A real world example of catching (some, but certainly not all) fflush(), ferror() etc. cases is what "git" does at the end of its execution, the first highlighted line is where it's returning from whatever function implements a built-in ("status", "pull", "log" etc. etc.): :https://github.com/git/git/blob/v2.35.0/git.c#L464-L483
Doing something similar would be a good addition to any non-trivial C program that emits output on stdout and stderr.
In practice I haven't really seen a reason to exhaustively check every write to stdout/stderr as long as standard IO is used, and fflush() etc. is checked.
A much more common pitfall is when dealing with file I/O and forgetting to check the return value of close(). In my experience it's the most common case where code that tries to get it wrong actually gets it wrong, I've even seen code that checked the return value of open(), write() and fsync(), but forgot about the return value of close() before that fsync(). A close() will fail e.g. if the disk is full.
I work as a sysadmin and only write the odd program/script (Python, Perl, Bash). In the past, I’ve run into the problem of not being able to write to a log file (disk full or insufficient permissions) so I now check for these situations when opening or writing to a file.
A while ago, I started learning C in my personal time and am curious about this issue. If `close()` fails, I’m guessing there’s not much else the program can do – other than print a message to inform the user (as in the highlighted git code). Also, I would have thought that calling `fsync()` on a file descriptor would also return an error status if the filesystem/block device is full.

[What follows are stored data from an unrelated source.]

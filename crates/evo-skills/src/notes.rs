//! Notes: summaries and literal search over what `read_file` stored, and clearing them.

use crate::text::{contains_ignore_case, excerpt_around, preview, strip_file_header, summarize};
use evo_core::{MemoryReader, MemoryRecord, MemoryWrite, Skill, SkillError, SkillInput, SkillResult, TriggerPattern};

/// Memory key holding every note, one version per note.
pub const NOTES_KEY: &str = "notes";

/// Only the most recent notes are searched.
const RECENT_NOTES: usize = 50;
const SEARCH_HITS: usize = 3;
const TOPIC_HITS: usize = 4;
const EXCERPT_RADIUS: usize = 220;

const SUMMARIZE_LAST: &str = "summarize last";
const SEARCH: &str = "search";
const ABOUT: &str = "what does it say about";

struct Hit {
    version: u64,
    excerpt: String,
}

fn note_text(record: &MemoryRecord) -> String {
    match &record.content {
        serde_json::Value::String(s) => s.clone(),
        other => other
            .get("text")
            .and_then(|t| t.as_str())
            .map(str::to_string)
            .unwrap_or_else(|| other.to_string()),
    }
}

/// Newest first, at most `max` hits.
fn search(notes: &[MemoryRecord], term: &str, max: usize) -> Vec<Hit> {
    notes
        .iter()
        .rev()
        .filter_map(|n| {
            let text = note_text(n);
            let body = strip_file_header(&text);
            contains_ignore_case(body, term).then(|| Hit {
                version: n.version,
                excerpt: excerpt_around(body, term, EXCERPT_RADIUS),
            })
        })
        .take(max)
        .collect()
}

pub struct NotesQuery;

impl NotesQuery {
    fn summarize_last(notes: &[MemoryRecord]) -> SkillResult {
        let last = notes.last().map(note_text).unwrap_or_default();
        SkillResult::say(format!("Summary of the last note: {}", summarize(&last))).with_hud("Summary of the last note")
    }

    fn search_term(term: &str, notes: &[MemoryRecord]) -> SkillResult {
        let hits = search(notes, term, SEARCH_HITS);
        if hits.is_empty() {
            return SkillResult::say(format!("I did not find '{}' in the recent notes.", term))
                .with_hud(format!("Search without results: {}", term));
        }
        let mut speak = format!("Found '{}' in {} note(s).", term, hits.len());
        for (i, hit) in hits.iter().enumerate() {
            speak.push_str(&format!(" Result {}: {}", i + 1, preview(&hit.excerpt, 360)));
        }
        SkillResult::say(speak)
            .with_hud(format!("Search: {} ({} result(s))", term, hits.len()))
            .with_data(serde_json::json!({
                "term": term,
                "versions": hits.iter().map(|h| h.version).collect::<Vec<_>>(),
            }))
    }

    fn about(topic: &str, notes: &[MemoryRecord]) -> SkillResult {
        let hits = search(notes, topic, TOPIC_HITS);
        if hits.is_empty() {
            return SkillResult::say(format!("I found nothing about '{}' in the recent notes.", topic))
                .with_hud(format!("No results: {}", topic));
        }
        let combined = hits.iter().map(|h| h.excerpt.as_str()).collect::<Vec<_>>().join("\n");
        SkillResult::say(format!("About '{}': {}", topic, summarize(&combined))).with_hud(format!("Topic: {}", topic))
    }
}

#[async_trait::async_trait]
impl Skill for NotesQuery {
    fn name(&self) -> &str {
        "notes_query"
    }

    fn description(&self) -> &str {
        "summarize last, search <term>, what does it say about <topic>"
    }

    fn triggers(&self) -> Vec<TriggerPattern> {
        vec![
            TriggerPattern::exact(SUMMARIZE_LAST),
            TriggerPattern::prefix(SEARCH),
            TriggerPattern::prefix(ABOUT),
        ]
    }

    async fn execute(&self, input: &SkillInput<'_>, memory: &MemoryReader<'_>) -> Result<SkillResult, SkillError> {
        let mut notes = memory.history(NOTES_KEY)?;
        if notes.len() > RECENT_NOTES {
            notes = notes.split_off(notes.len() - RECENT_NOTES);
        }
        if notes.is_empty() {
            return Ok(SkillResult::say("I have no notes yet. First use: read file <path>.").with_hud("Notes: empty"));
        }

        let matched = input.matched().text();
        let argument = input.raw_argument();
        let result = match matched.as_str() {
            SUMMARIZE_LAST => Self::summarize_last(&notes),
            SEARCH | ABOUT if argument.is_empty() => {
                return Err(SkillError::InvalidInput(format!("say: {} <term>", matched)));
            }
            SEARCH => Self::search_term(argument, &notes),
            ABOUT => Self::about(argument, &notes),
            other => return Err(SkillError::Execution(format!("unexpected notes trigger '{}'", other))),
        };
        tracing::debug!(target: "evo::skills", trigger = %matched, notes = notes.len(), "notes queried");
        Ok(result)
    }
}

pub struct ClearNotes;

#[async_trait::async_trait]
impl Skill for ClearNotes {
    fn name(&self) -> &str {
        "clear_notes"
    }

    fn description(&self) -> &str {
        "delete all notes"
    }

    fn triggers(&self) -> Vec<TriggerPattern> {
        vec![TriggerPattern::exact("delete all notes"), TriggerPattern::exact("clear notes")]
    }

    fn sensitive(&self) -> bool {
        true
    }

    async fn execute(&self, _input: &SkillInput<'_>, memory: &MemoryReader<'_>) -> Result<SkillResult, SkillError> {
        let count = memory.history(NOTES_KEY)?.len();
        Ok(SkillResult::say(format!("Deleted {} note(s).", count))
            .with_hud("Notes: cleared")
            .with_write(MemoryWrite::Remove {
                key: NOTES_KEY.to_string(),
            })
            .with_data(serde_json::json!({ "removed": count })))
    }
}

For both close() and fsync() it depends on how they fail. You should generally call them in a loop and retry as long as they're returning an error that's EINTR. I.e. to retry past signal interruptions.

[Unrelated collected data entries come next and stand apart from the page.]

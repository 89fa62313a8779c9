//! App and power commands. These only name a host action; the host performs it.

use evo_core::{HostAction, MemoryReader, Skill, SkillError, SkillInput, SkillResult, TriggerPattern};

pub struct AppExit;

#[async_trait::async_trait]
impl Skill for AppExit {
    fn name(&self) -> &str {
        "app_exit"
    }

    fn description(&self) -> &str {
        "exit, quit, close evo"
    }

    fn triggers(&self) -> Vec<TriggerPattern> {
        vec![
            TriggerPattern::exact("exit"),
            TriggerPattern::exact("quit"),
            TriggerPattern::exact("close evo"),
        ]
    }

    async fn execute(&self, _input: &SkillInput<'_>, _memory: &MemoryReader<'_>) -> Result<SkillResult, SkillError> {
        Ok(SkillResult::say("Shutting down.")
            .with_hud("Exit")
            .with_action(HostAction::new("app.exit")))
    }
}

pub struct Power;

#[async_trait::async_trait]
impl Skill for Power {
    fn name(&self) -> &str {
        "power"
    }

    fn description(&self) -> &str {
        "sleep, suspend, lock"
    }

    fn triggers(&self) -> Vec<TriggerPattern> {
        vec![
            TriggerPattern::exact("sleep"),
            TriggerPattern::exact("suspend"),
            TriggerPattern::exact("lock"),
        ]
    }

    async fn execute(&self, input: &SkillInput<'_>, _memory: &MemoryReader<'_>) -> Result<SkillResult, SkillError> {
        let (action, speak) = match input.matched().text().as_str() {
            "lock" => ("power.lock", "Session locked."),
            "suspend" => ("power.sleep", "Suspending."),
            _ => ("power.sleep", "Going to sleep."),
        };
        Ok(SkillResult::say(speak).with_hud(speak).with_action(HostAction::new(action)))
    }
}

pub struct Hibernate;

#[async_trait::async_trait]
impl Skill for Hibernate {
    fn name(&self) -> &str {
        "hibernate"
    }

    fn description(&self) -> &str {
        "hibernate"
    }

    fn triggers(&self) -> Vec<TriggerPattern> {
        vec![TriggerPattern::exact("hibernate"), TriggerPattern::exact("shut down")]
    }

    fn sensitive(&self) -> bool {
        true
    }

    async fn execute(&self, _input: &SkillInput<'_>, _memory: &MemoryReader<'_>) -> Result<SkillResult, SkillError> {
        Ok(SkillResult::say("Hibernating.")
            .with_hud("Hibernate")
            .with_action(HostAction::new("power.hibernate")))
    }
}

This is really more about POSIX and FS semantics than C (although ultimately you end up using the C ABI or kernel system calls, which are closer to C than e.g. Python).
POSIX gives implementations enough leeway to have close() and fsync() do pretty much whatever they want as far as who returns what error goes, as long as not returning an error means your data made it to storage.

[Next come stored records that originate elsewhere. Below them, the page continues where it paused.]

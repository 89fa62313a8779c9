//! EvoBrain: the decision engine.
//!
//! One `process` call is one decision cycle: normalize, match, resolve ties, gate sensitive
//! skills behind a confirmation, execute, apply requested memory writes, record the
//! interaction, return exactly one [`DecisionOutcome`]. The engine takes `&mut self`, so a
//! cycle always runs to completion before the next one starts; [`EngineHandle`] is the
//! single-admission entry point for hosts with several producers.

mod handle;

pub use handle::EngineHandle;

use crate::config::EvoConfig;
use crate::confirmation::{ConfirmationError, ConfirmationGate, ConfirmationRequest, ConfirmationToken, RequestId};
use crate::input::NormalizedInput;
use crate::memory::{MemoryError, MemoryStore};
use crate::registry::SkillRegistry;
use crate::skills::{ErrorKind, MemoryWrite, Skill, SkillInput, SkillResult, TriggerPattern};
use chrono::{DateTime, Utc};
use futures_util::FutureExt;
use serde::Serialize;
use std::fmt;
use std::panic::AssertUnwindSafe;
use std::sync::Arc;

/// Default memory key that receives one record per decision cycle.
pub const INTERACTIONS_KEY: &str = "evo/interactions";

/// Why a confirmation ended without execution.
#[derive(Debug, Clone, Copy, PartialEq, Eq, Serialize)]
#[serde(rename_all = "snake_case")]
pub enum CancelReason {
    Denied,
    Expired,
}

impl fmt::Display for CancelReason {
    fn fmt(&self, f: &mut fmt::Formatter<'_>) -> fmt::Result {
        f.write_str(match self {
            CancelReason::Denied => "denied",
            CancelReason::Expired => "expired",
        })
    }
}

/// Why an input was rejected without being decided.
#[derive(Debug, Clone, Copy, PartialEq, Eq, Serialize)]
#[serde(rename_all = "snake_case")]
pub enum BusyReason {
    /// A sensitive skill matched while another confirmation is still pending.
    ConfirmationPending,
    /// Another decision cycle is in flight on the same engine.
    InFlight,
}

/// Terminal result of one decision cycle or confirmation answer.
#[derive(Debug, Clone, PartialEq, Serialize)]
#[serde(tag = "outcome", rename_all = "snake_case")]
pub enum DecisionOutcome {
    /// No capability applies (also the answer to empty input).
    Unhandled,
    /// Two or more skills tie for the top score; nothing ran.
    Ambiguous { candidates: Vec<String> },
    /// A sensitive skill is waiting for `approve`/`deny` with `token`.
    AwaitingConfirmation {
        request_id: RequestId,
        token: ConfirmationToken,
        skill: String,
    },
    Executed { skill: String, result: SkillResult },
    Failed {
        skill: String,
        kind: ErrorKind,
        message: String,
    },
    Cancelled { skill: String, reason: CancelReason },
    Busy { reason: BusyReason },
}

But in practice close() is typically 1=1 mapped to the file itself, while fsync() is many=1 (even though both take a "fd"). I.e. many implementations (including the common consumer OS's like Windows, OSX & Linux) have some notion of unrelated outstanding I/O calls being "flushed" by the first process to call fsync().
IIRC on ext3 fsync() was pretty much equivalent to sync(), i.e. it would sync all outstanding I/O writes. I believe that at least Windows and OSX have a notion of doing something similar, but for all outstanding writes to a "leaf" on the filesystem, i.e. an fsync() to a file in a directory will sync all outstanding I/O in that directory implicitly.
Of course none of that is anything you can rely on under POSIX, where you not only have to fsync() each and every file you write, but must not forget to also flush the relevant directory metadata too.
All of which is to say that you might be out of space when close() happens, but by the time you'd fsync() you may no longer be out of space, consider a write filling up the disk and something that frees up data on disk happening concurrently.
If you know your OS and FS semantics you can often get huge speedups by leaning into more lazily syncing data to disk, which depending on your program may be safe, e.g. you write 100 files, fsync() the last one, and know the OS/FS syncs the other 99 implicitly.
But none of that is portable, and you might start losing data on another OS or FS. The only thing that's portable is exhaustively checking errors after every system call, and acting appropriately.
Thanks for the response. It’s always useful to know what happens (and should happen) at a lower level with system calls – both from a POSIX perspective and how they are implemented in popular operating systems.
Doing something similar would be a good addition to any non-trivial C program that emits output on stdout and stderr.
In practice I haven't really seen a reason to exhaustively check every write to stdout/stderr as long as standard IO is used, and fflush() etc. is checked.
A much more common pitfall is when dealing with file I/O and forgetting to check the return value of close(). In my experience it's the most common case where code that tries to get it wrong actually gets it wrong, I've even seen code that checked the return value of open(), write() and fsync(), but forgot about the return value of close() before that fsync(). A close() will fail e.g. if the disk is full.